Mining Literature To Improve Biological Knowledge Extraction By Microarray Transcriptional Profiling
Free (open access)
R A Calogero, G Iazzetti, S Motta, G Pedrazzi, S Rago, E Rossi & R Turra
DNA microarray technology is a high throughput method for gaining information on gene function. It allows the simultaneous collection of quantitative data about the differential expression of thousands of genes at a time. This large amount of data is analysed to identify clusters of genes that share common expression characteristics, but the obtained results provide little information regarding the biological similarities of genes within clusters. The published literature, on the other hand, provides a potential source of information to assist in interpretation of clustering results.
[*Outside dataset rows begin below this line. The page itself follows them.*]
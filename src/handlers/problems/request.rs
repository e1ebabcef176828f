//! Problem request DTOs

use serde::Deserialize;
use validator::Validate;

use crate::{
    constants::{MAX_PROBLEM_DESCRIPTION_LENGTH, MAX_PROBLEM_TITLE_LENGTH},
    models::{TestCaseFields, TestCaseSpec},
};

/// Create problem request
#[derive(Debug, Deserialize, Validate)]
#[serde(rename_all = "camelCase")]
pub struct CreateProblemRequest {
    #[validate(length(min = 1, max = MAX_PROBLEM_TITLE_LENGTH))]
    pub title: String,

    #[validate(length(max = MAX_PROBLEM_DESCRIPTION_LENGTH))]
    #[serde(default)]
    pub description: String,

    #[serde(default)]
    pub test_cases: Vec<TestCaseRequest>,
}

/// Update problem request.
///
/// `test_cases` is the complete new list: entries with an `id` keep that
/// test case, entries without one are added, and every test case left out
/// is deleted.
#[derive(Debug, Deserialize, Validate)]
#[serde(rename_all = "camelCase")]
pub struct UpdateProblemRequest {
    #[validate(length(min = 1, max = MAX_PROBLEM_TITLE_LENGTH))]
    pub title: String,

    #[validate(length(max = MAX_PROBLEM_DESCRIPTION_LENGTH))]
    #[serde(default)]
    pub description: String,

    #[serde(default)]
    pub test_cases: Vec<TestCaseRequest>,
}

/// Test case as sent by clients
#[derive(Debug, Clone, Deserialize)]
#[serde(rename_all = "camelCase")]
pub struct TestCaseRequest {
    /// Present when the entry refers to an existing test case
    pub id: Option<i32>,
    pub input: String,
    pub expected_output: String,
    #[serde(default)]
    pub comment: String,
    #[serde(default)]
    pub score: i32,
    pub timeout_seconds: f64,
}

impl TestCaseRequest {
    pub fn fields(&self) -> TestCaseFields {
        TestCaseFields {
            input: self.input.clone(),
            expected_output: self.expected_output.clone(),
            comment: self.comment.clone(),
            score: self.score,
            timeout_seconds: self.timeout_seconds,
        }
    }

    pub fn to_spec(&self) -> TestCaseSpec {
        match self.id {
            Some(id) => TestCaseSpec::Existing {
                id,
                fields: self.fields(),
            },
            None => TestCaseSpec::New(self.fields()),
        }
    }
}
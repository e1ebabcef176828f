//! Reconnect policy for the judge queue

use std::time::Duration;

use rand::Rng;

use crate::config::DispatchConfig;

/// Bounded reconnect schedule with exponential backoff
#[derive(Debug, Clone, Copy, PartialEq, Eq)]
pub struct RetryPolicy {
    /// Reconnect attempts after the first failed probe (0 = fail fast)
    pub max_attempts: u32,
    pub base_backoff: Duration,
    pub max_backoff: Duration,
}

impl RetryPolicy {
    pub fn new(max_attempts: u32, base_backoff: Duration, max_backoff: Duration) -> Self {
        Self {
            max_attempts,
            base_backoff,
            max_backoff,
        }
    }

    /// Delay before reconnect attempt `attempt` (1-based).
    ///
    /// `min(base * 2^(attempt-1) + jitter, max)` with 0-25% jitter.
    pub fn backoff(&self, attempt: u32) -> Duration {
        if attempt == 0 {
            return Duration::ZERO;
        }

        let base_ms = self.base_backoff.as_millis() as u64;
        let max_ms = self.max_backoff.as_millis() as u64;

        let exp_factor = 2u64.saturating_pow(attempt - 1);
        let delay_ms = base_ms.saturating_mul(exp_factor);

        let jitter = if delay_ms > 0 {
            rand::rng().random_range(0..=delay_ms / 4)
        } else {
            0
        };

        Duration::from_millis(delay_ms.saturating_add(jitter).min(max_ms))
    }
}

impl From<&DispatchConfig> for RetryPolicy {
    fn from(config: &DispatchConfig) -> Self {
        Self::new(
            config.max_reconnect_attempts,
            config.base_backoff,
            config.max_backoff,
        )
    }
}
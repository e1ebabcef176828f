//! Submission service

use crate::{
    db::Store,
    error::{AppError, AppResult},
    handlers::submissions::{
        request::CreateSubmissionRequest,
        response::{CreateSubmissionResponse, SubmissionResponse},
    },
    models::{JudgePayload, NewSubmission},
    services::dispatcher::{DispatchOutcome, Dispatcher},
    utils::validation::{validate_language, validate_source_code},
};

/// Submission service for business logic
pub struct SubmissionService;

impl SubmissionService {
    /// Store a new submission and hand it to the judge.
    ///
    /// The submission is committed before dispatch. An unreachable queue is
    /// logged and reported through `queued`; any other dispatch error fails
    /// the request.
    pub async fn create_submission(
        store: &dyn Store,
        dispatcher: &Dispatcher,
        user_id: i32,
        payload: CreateSubmissionRequest,
    ) -> AppResult<CreateSubmissionResponse> {
        validate_language(&payload.language).map_err(|e| AppError::Validation(e.to_string()))?;
        validate_source_code(&payload.code).map_err(|e| AppError::Validation(e.to_string()))?;

        let mut tx = store.begin().await?;

        if tx.find_problem(payload.problem_id).await?.is_none() {
            return Err(AppError::NotFound("Problem not found".to_string()));
        }

        let submission = tx
            .insert_submission(&NewSubmission {
                language: payload.language,
                code: payload.code,
                problem_id: payload.problem_id,
                user_id,
            })
            .await?;
        let test_cases = tx.list_test_cases(submission.problem_id).await?;

        tx.commit().await?;

        tracing::info!(
            submission_id = submission.id,
            problem_id = submission.problem_id,
            user_id,
            language = %submission.language,
            "Created submission"
        );

        let judge_payload = JudgePayload::build(&submission, &test_cases);
        let queued = queued_after(submission.id, dispatcher.dispatch(&judge_payload).await)?;

        Ok(CreateSubmissionResponse {
            submission_id: submission.id,
            queued,
        })
    }

    /// Get a submission owned by `user_id`
    pub async fn get_submission(
        store: &dyn Store,
        id: i32,
        user_id: i32,
    ) -> AppResult<SubmissionResponse> {
        let mut tx = store.begin().await?;
        let submission = tx
            .find_submission(id)
            .await?
            .ok_or_else(|| AppError::NotFound("Submission not found".to_string()))?;
        tx.commit().await?;

        if !submission.is_owned_by(user_id) {
            return Err(AppError::Unauthorized);
        }

        Ok(submission.into())
    }
}

/// Whether a dispatch result left the submission queued.
///
/// Queue failures leave the submission unjudged for the next sweep.
fn queued_after(submission_id: i32, result: AppResult<DispatchOutcome>) -> AppResult<bool> {
    match result {
        Ok(DispatchOutcome::Queued) => Ok(true),
        Ok(DispatchOutcome::SkippedNoTestCases) => Ok(false),
        Err(e) if e.is_queue_failure() => {
            tracing::warn!(
                submission_id,
                error = %e,
                "Judge queue unavailable, submission left for the next sweep"
            );
            Ok(false)
        }
        Err(e) => {
            tracing::error!(submission_id, error = %e, "Dispatch failed");
            Err(e)
        }
    }
}

#[cfg(test)]
mod tests {
    use std::sync::Arc;

    use super::*;
    use crate::{
        constants::submissions::{NO_RESULT, UNJUDGED_EXECUTED_TIME},
        test_utils::{test_config, MemoryQueue, MemoryStore},
    };

    fn request(problem_id: i32) -> CreateSubmissionRequest {
        CreateSubmissionRequest {
            problem_id,
            language: "kotlin".to_string(),
            code: "fun main() {}".to_string(),
        }
    }

    fn dispatcher(queue: &Arc<MemoryQueue>) -> Dispatcher {
        Dispatcher::from_config(queue.clone(), &test_config().dispatch)
    }

    #[tokio::test]
    async fn test_create_stores_sentinels_and_dispatches() {
        let store = MemoryStore::new();
        store.seed_problem(101, "A+B");
        store.seed_test_case(101, "3 4", "7", 50, 10.0);
        let queue = Arc::new(MemoryQueue::new());

        let receipt = SubmissionService::create_submission(&store, &dispatcher(&queue), 1, request(101))
            .await
            .unwrap();

        assert!(receipt.queued);
        let stored = store.submission(receipt.submission_id).unwrap();
        assert_eq!(stored.result, NO_RESULT);
        assert_eq!(stored.executed_time, UNJUDGED_EXECUTED_TIME);

        let payloads = queue.payloads("kotlin");
        assert_eq!(payloads.len(), 1);
        assert_eq!(payloads[0].submission_id, receipt.submission_id);
    }

    #[tokio::test]
    async fn test_create_survives_queue_outage() {
        let store = MemoryStore::new();
        store.seed_problem(101, "A+B");
        store.seed_test_case(101, "3 4", "7", 50, 10.0);
        let queue = Arc::new(MemoryQueue::unavailable());

        let receipt = SubmissionService::create_submission(&store, &dispatcher(&queue), 1, request(101))
            .await
            .unwrap();

        assert!(!receipt.queued);
        assert!(!store.submission(receipt.submission_id).unwrap().is_judged());
    }

    #[tokio::test]
    async fn test_create_for_unknown_problem() {
        let store = MemoryStore::new();
        let queue = Arc::new(MemoryQueue::new());

        let err = SubmissionService::create_submission(&store, &dispatcher(&queue), 1, request(404))
            .await
            .unwrap_err();

        assert!(matches!(err, AppError::NotFound(_)));
        assert!(queue.pushes().is_empty());
    }

    #[tokio::test]
    async fn test_get_is_owner_only() {
        let store = MemoryStore::new();
        store.seed_submission(5, 101, 1, "kotlin");

        let own = SubmissionService::get_submission(&store, 5, 1).await.unwrap();
        assert_eq!(own.id, 5);

        let err = SubmissionService::get_submission(&store, 5, 2).await.unwrap_err();
        assert!(matches!(err, AppError::Unauthorized));

        let err = SubmissionService::get_submission(&store, 6, 1).await.unwrap_err();
        assert!(matches!(err, AppError::NotFound(_)));
    }

    #[test]
    fn test_only_queue_failures_become_unqueued() {
        assert!(queued_after(1, Ok(DispatchOutcome::Queued)).unwrap());
        assert!(!queued_after(1, Ok(DispatchOutcome::SkippedNoTestCases)).unwrap());
        assert!(!queued_after(1, Err(AppError::QueueUnavailable("down".to_string()))).unwrap());

        let err = queued_after(1, Err(AppError::Serialization("bad payload".to_string()))).unwrap_err();
        assert!(matches!(err, AppError::Serialization(_)));
    }
}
We present a tool that enables the validation and improves the comprehension of the experimental results by identifying the main functions among a group of genes, as are reported in MEDLINE documents. It also makes easier the identification of function/disease-specific genes, thus simplifying the design of specially-devoted microarray. The tool relies on two components: a gene name extractor and a mining algorithm. The name extractor is based on existing dictionaries of gene names and aliases. The mining algorithm analyses the co-occurrences of words in the selected documents in order to automatically interpret the context where the gene names appear and to map documents (and genes) into fictional classes. We test our tool on a set of 400.000 MEDLINE abstracts related to cell cycle. Here we show present results, generated applying the text mining tool to gene-oriented MEDLINE searches, and future perspectives.